TASK DESCRIPTION: Which lines of the data hold the word "ViewerConfig"? Copy all of them.

EXERCISE INPUT:

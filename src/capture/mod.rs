//! Frame capture.
//!
//! One `CameraSource` per eye, each driven by its own `CaptureWorker` thread:
//!
//! - `stub://<name>` device strings dispatch to a synthetic source that needs
//!   no hardware (and can script read failures for tests)
//! - integer device strings dispatch to a real camera via nokhwa
//!   (feature: capture-nokhwa)
//!
//! A worker's lifecycle is OPEN → RUNNING → STOPPED: the source is opened
//! before the thread spawns (open failure is a fatal startup fault and is
//! checked for both eyes before either worker runs), the running loop turns
//! raw frames into corrected frames through the transform engine, and the
//! shared stop flag ends the loop cooperatively.
//!
//! Each worker owns its fault domain. A failed read skips the tick and is
//! logged once per outage; it never stops the worker, the other eye, or the
//! compositor.

mod synthetic;
mod worker;

#[cfg(feature = "capture-nokhwa")]
mod nokhwa;

use anyhow::{anyhow, Result};
use image::RgbImage;

use crate::Eye;
use synthetic::SyntheticCameraSource;

#[cfg(feature = "capture-nokhwa")]
use self::nokhwa::NokhwaCameraSource;

pub use worker::CaptureWorker;

/// Configuration for one camera.
#[derive(Clone, Debug)]
pub struct CameraConfig {
    /// Device string: a bare integer index ("0") or a `stub://` name.
    pub device: String,
    /// Preferred capture width.
    pub width: u32,
    /// Preferred capture height.
    pub height: u32,
}

impl CameraConfig {
    pub fn for_index(index: u32, width: u32, height: u32) -> Self {
        Self {
            device: index.to_string(),
            width,
            height,
        }
    }
}

impl Default for CameraConfig {
    fn default() -> Self {
        Self {
            device: "0".to_string(),
            width: 720,
            height: 480,
        }
    }
}

/// A corrected frame tagged with its eye, as handed to the compositor.
#[derive(Clone, Debug)]
pub struct EyeFrame {
    pub eye: Eye,
    pub image: RgbImage,
    /// Per-eye frame counter; the eyes' counters are independent.
    pub sequence: u64,
}

/// Statistics for a camera source.
#[derive(Clone, Debug)]
pub struct CaptureStats {
    pub frames_read: u64,
    pub frames_failed: u64,
    pub device: String,
}

/// Camera device facade.
pub struct CameraSource {
    backend: CameraBackend,
}

enum CameraBackend {
    Synthetic(SyntheticCameraSource),
    #[cfg(feature = "capture-nokhwa")]
    Device(NokhwaCameraSource),
}

impl CameraSource {
    /// Open the device. Failure here is a fatal startup fault for the daemon.
    pub fn open(config: CameraConfig) -> Result<Self> {
        if config.device.starts_with("stub://") {
            return Ok(Self {
                backend: CameraBackend::Synthetic(SyntheticCameraSource::open(config)?),
            });
        }

        let index: u32 = config.device.parse().map_err(|_| {
            anyhow!(
                "camera device must be an integer index or a stub:// name, got '{}'",
                config.device
            )
        })?;

        #[cfg(feature = "capture-nokhwa")]
        {
            Ok(Self {
                backend: CameraBackend::Device(NokhwaCameraSource::open(index, config)?),
            })
        }
        #[cfg(not(feature = "capture-nokhwa"))]
        {
            let _ = index;
            Err(anyhow!(
                "camera index {} requires the capture-nokhwa feature",
                config.device
            ))
        }
    }

    /// Read one raw frame. Failure is recoverable; the caller skips the tick.
    pub fn read_frame(&mut self) -> Result<RgbImage> {
        match &mut self.backend {
            CameraBackend::Synthetic(source) => source.read_frame(),
            #[cfg(feature = "capture-nokhwa")]
            CameraBackend::Device(source) => source.read_frame(),
        }
    }

    pub fn stats(&self) -> CaptureStats {
        match &self.backend {
            CameraBackend::Synthetic(source) => source.stats(),
            #[cfg(feature = "capture-nokhwa")]
            CameraBackend::Device(source) => source.stats(),
        }
    }

    pub fn device(&self) -> &str {
        match &self.backend {
            CameraBackend::Synthetic(source) => source.device(),
            #[cfg(feature = "capture-nokhwa")]
            CameraBackend::Device(source) => source.device(),
        }
    }
}

// ----------------------------------------------------------------------------
// Tests
// ----------------------------------------------------------------------------

#[cfg(test)]
mod tests {
    use super::*;

    #[test]
    fn stub_devices_open_without_hardware() -> Result<()> {
        let mut source = CameraSource::open(CameraConfig {
            device: "stub://left".to_string(),
            width: 720,
            height: 480,
        })?;
        let frame = source.read_frame()?;
        assert_eq!(frame.dimensions(), (720, 480));
        assert_eq!(source.stats().frames_read, 1);
        Ok(())
    }

    #[test]
    fn garbage_device_strings_are_rejected_at_open() {
        let result = CameraSource::open(CameraConfig {
            device: "camera-one".to_string(),
            width: 720,
            height: 480,
        });
        assert!(result.is_err());
    }
}
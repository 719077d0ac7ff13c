//! servo_bridge - head-tracked pan/tilt bridge
//!
//! Reads head orientation at 20 Hz and maps pitch/yaw onto the two actuator
//! channels through the fixed calibration ranges. Open-loop: no feedback
//! correction, just sample → map → emit until SIGINT.

use anyhow::{Context, Result};
use clap::Parser;
use std::sync::atomic::{AtomicBool, Ordering};
use std::sync::Arc;

use stereoscope::{ActuatorLink, ServoBridge, TrackingConfig, TrackingSource, ViewerConfig};

#[derive(Parser, Debug)]
#[command(name = "servo_bridge", about = "Map head orientation onto pan/tilt servo targets")]
struct Args {
    /// Tracking device (overrides the configured one)
    #[arg(long)]
    tracker: Option<String>,

    /// Actuator device (overrides the configured one)
    #[arg(long)]
    actuator: Option<String>,
}

fn main() -> Result<()> {
    env_logger::Builder::from_env(env_logger::Env::default().default_filter_or("info")).init();

    let args = Args::parse();
    let mut config = ViewerConfig::load()?;
    if let Some(tracker) = args.tracker {
        config.tracker_device = tracker;
    }
    if let Some(actuator) = args.actuator {
        config.actuator_device = actuator;
    }

    // The bridge exists to consume tracking, so init failure is always fatal
    // here, unlike the viewer's --oculus escape hatch.
    let tracker = TrackingSource::initialize(TrackingConfig {
        device: config.tracker_device.clone(),
    })
    .context("head tracking failed to initialize; is the headset connected?")?;
    let link = ActuatorLink::open(&config.actuator_device)?;

    let stop = Arc::new(AtomicBool::new(false));
    {
        let stop = Arc::clone(&stop);
        ctrlc::set_handler(move || stop.store(true, Ordering::Relaxed))
            .context("install SIGINT handler")?;
    }

    log::info!(
        "servo_bridge running: tracker {}, actuator {}",
        config.tracker_device,
        config.actuator_device
    );

    let mut bridge = ServoBridge::new(tracker, link, stop);
    bridge.run()
}
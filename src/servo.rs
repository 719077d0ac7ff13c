//! Head-tracked actuator bridge.
//!
//! An open-loop mapper, not a controller: each tick reads one orientation
//! sample, pushes it through the fixed pitch/yaw maps and emits the resulting
//! angles to the actuator link. No feedback correction is applied.
//!
//! The serial servo driver is an external collaborator; the built-in link
//! backend logs commanded targets, which is also what the tests observe.

use anyhow::{anyhow, Result};
use std::sync::atomic::{AtomicBool, Ordering};
use std::sync::Arc;
use std::thread;
use std::time::Duration;

use crate::tracking::{map_orientation, ActuatorTarget, TrackingSource};

/// Actuator channel assignments on the rig.
pub const YAW_CHANNEL: u8 = 0;
pub const PITCH_CHANNEL: u8 = 1;

/// Bridge tick interval: 20 Hz is plenty for a mechanical pan/tilt rig.
pub const TICK_INTERVAL: Duration = Duration::from_millis(50);

/// Actuator link facade.
///
/// `stub://` devices (and the default) log commanded targets; a real serial
/// device requires an external driver and is reported as such.
pub struct ActuatorLink {
    device: String,
    commands_sent: u64,
    last_targets: [Option<i32>; 2],
}

impl ActuatorLink {
    pub fn open(device: &str) -> Result<Self> {
        if !device.starts_with("stub://") {
            return Err(anyhow!(
                "actuator '{}' needs an external serial driver; only stub:// devices are built in",
                device
            ));
        }
        log::info!("ActuatorLink: opened {} (logging)", device);
        Ok(Self {
            device: device.to_string(),
            commands_sent: 0,
            last_targets: [None, None],
        })
    }

    /// Command one channel to an angle in degrees.
    pub fn set_target(&mut self, channel: u8, angle: i32) -> Result<()> {
        if channel as usize >= self.last_targets.len() {
            return Err(anyhow!("actuator channel {} out of range", channel));
        }
        self.commands_sent += 1;
        self.last_targets[channel as usize] = Some(angle);
        log::debug!("{}: channel {} -> {} deg", self.device, channel, angle);
        Ok(())
    }

    pub fn commands_sent(&self) -> u64 {
        self.commands_sent
    }

    pub fn last_target(&self, channel: u8) -> Option<i32> {
        self.last_targets.get(channel as usize).copied().flatten()
    }
}

/// The bridge loop: tracker in, actuator targets out.
pub struct ServoBridge {
    tracker: TrackingSource,
    link: ActuatorLink,
    stop: Arc<AtomicBool>,
    sample_outage: u64,
    ticks: u64,
}

impl ServoBridge {
    pub fn new(tracker: TrackingSource, link: ActuatorLink, stop: Arc<AtomicBool>) -> Self {
        Self {
            tracker,
            link,
            stop,
            sample_outage: 0,
            ticks: 0,
        }
    }

    /// Park both axes mid-range before tracking starts.
    pub fn center(&mut self) -> Result<()> {
        let yaw_mid = ((crate::tracking::YAW_RANGE.0 + crate::tracking::YAW_RANGE.1) / 2.0) as i32;
        let pitch_mid =
            ((crate::tracking::PITCH_RANGE.0 + crate::tracking::PITCH_RANGE.1) / 2.0) as i32;
        self.link.set_target(YAW_CHANNEL, yaw_mid)?;
        self.link.set_target(PITCH_CHANNEL, pitch_mid)?;
        Ok(())
    }

    /// One bridge tick. `None` means the tick was skipped on a transient
    /// tracking failure.
    pub fn tick(&mut self) -> Result<Option<ActuatorTarget>> {
        self.ticks += 1;
        let sample = match self.tracker.sample() {
            Ok(sample) => sample,
            Err(e) => {
                if self.sample_outage == 0 {
                    log::warn!("tracking sample failed, holding position: {:#}", e);
                }
                self.sample_outage += 1;
                return Ok(None);
            }
        };
        if self.sample_outage > 0 {
            log::info!("tracking recovered after {} dropped samples", self.sample_outage);
            self.sample_outage = 0;
        }

        let target = map_orientation(&sample);
        self.link.set_target(YAW_CHANNEL, target.yaw_angle)?;
        self.link.set_target(PITCH_CHANNEL, target.pitch_angle)?;
        Ok(Some(target))
    }

    /// Run until the stop flag is set.
    pub fn run(&mut self) -> Result<()> {
        self.center()?;
        while !self.stop.load(Ordering::Relaxed) {
            self.tick()?;
            thread::sleep(TICK_INTERVAL);
        }
        log::info!("servo bridge stopped after {} ticks", self.ticks);
        Ok(())
    }

    pub fn link(&self) -> &ActuatorLink {
        &self.link
    }
}

// ----------------------------------------------------------------------------
// Tests
// ----------------------------------------------------------------------------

EXERCISE RESULT:
use stereoscope::{ActuatorLink, ServoBridge, TrackingConfig, TrackingSource, ViewerConfig};
    let mut config = ViewerConfig::load()?;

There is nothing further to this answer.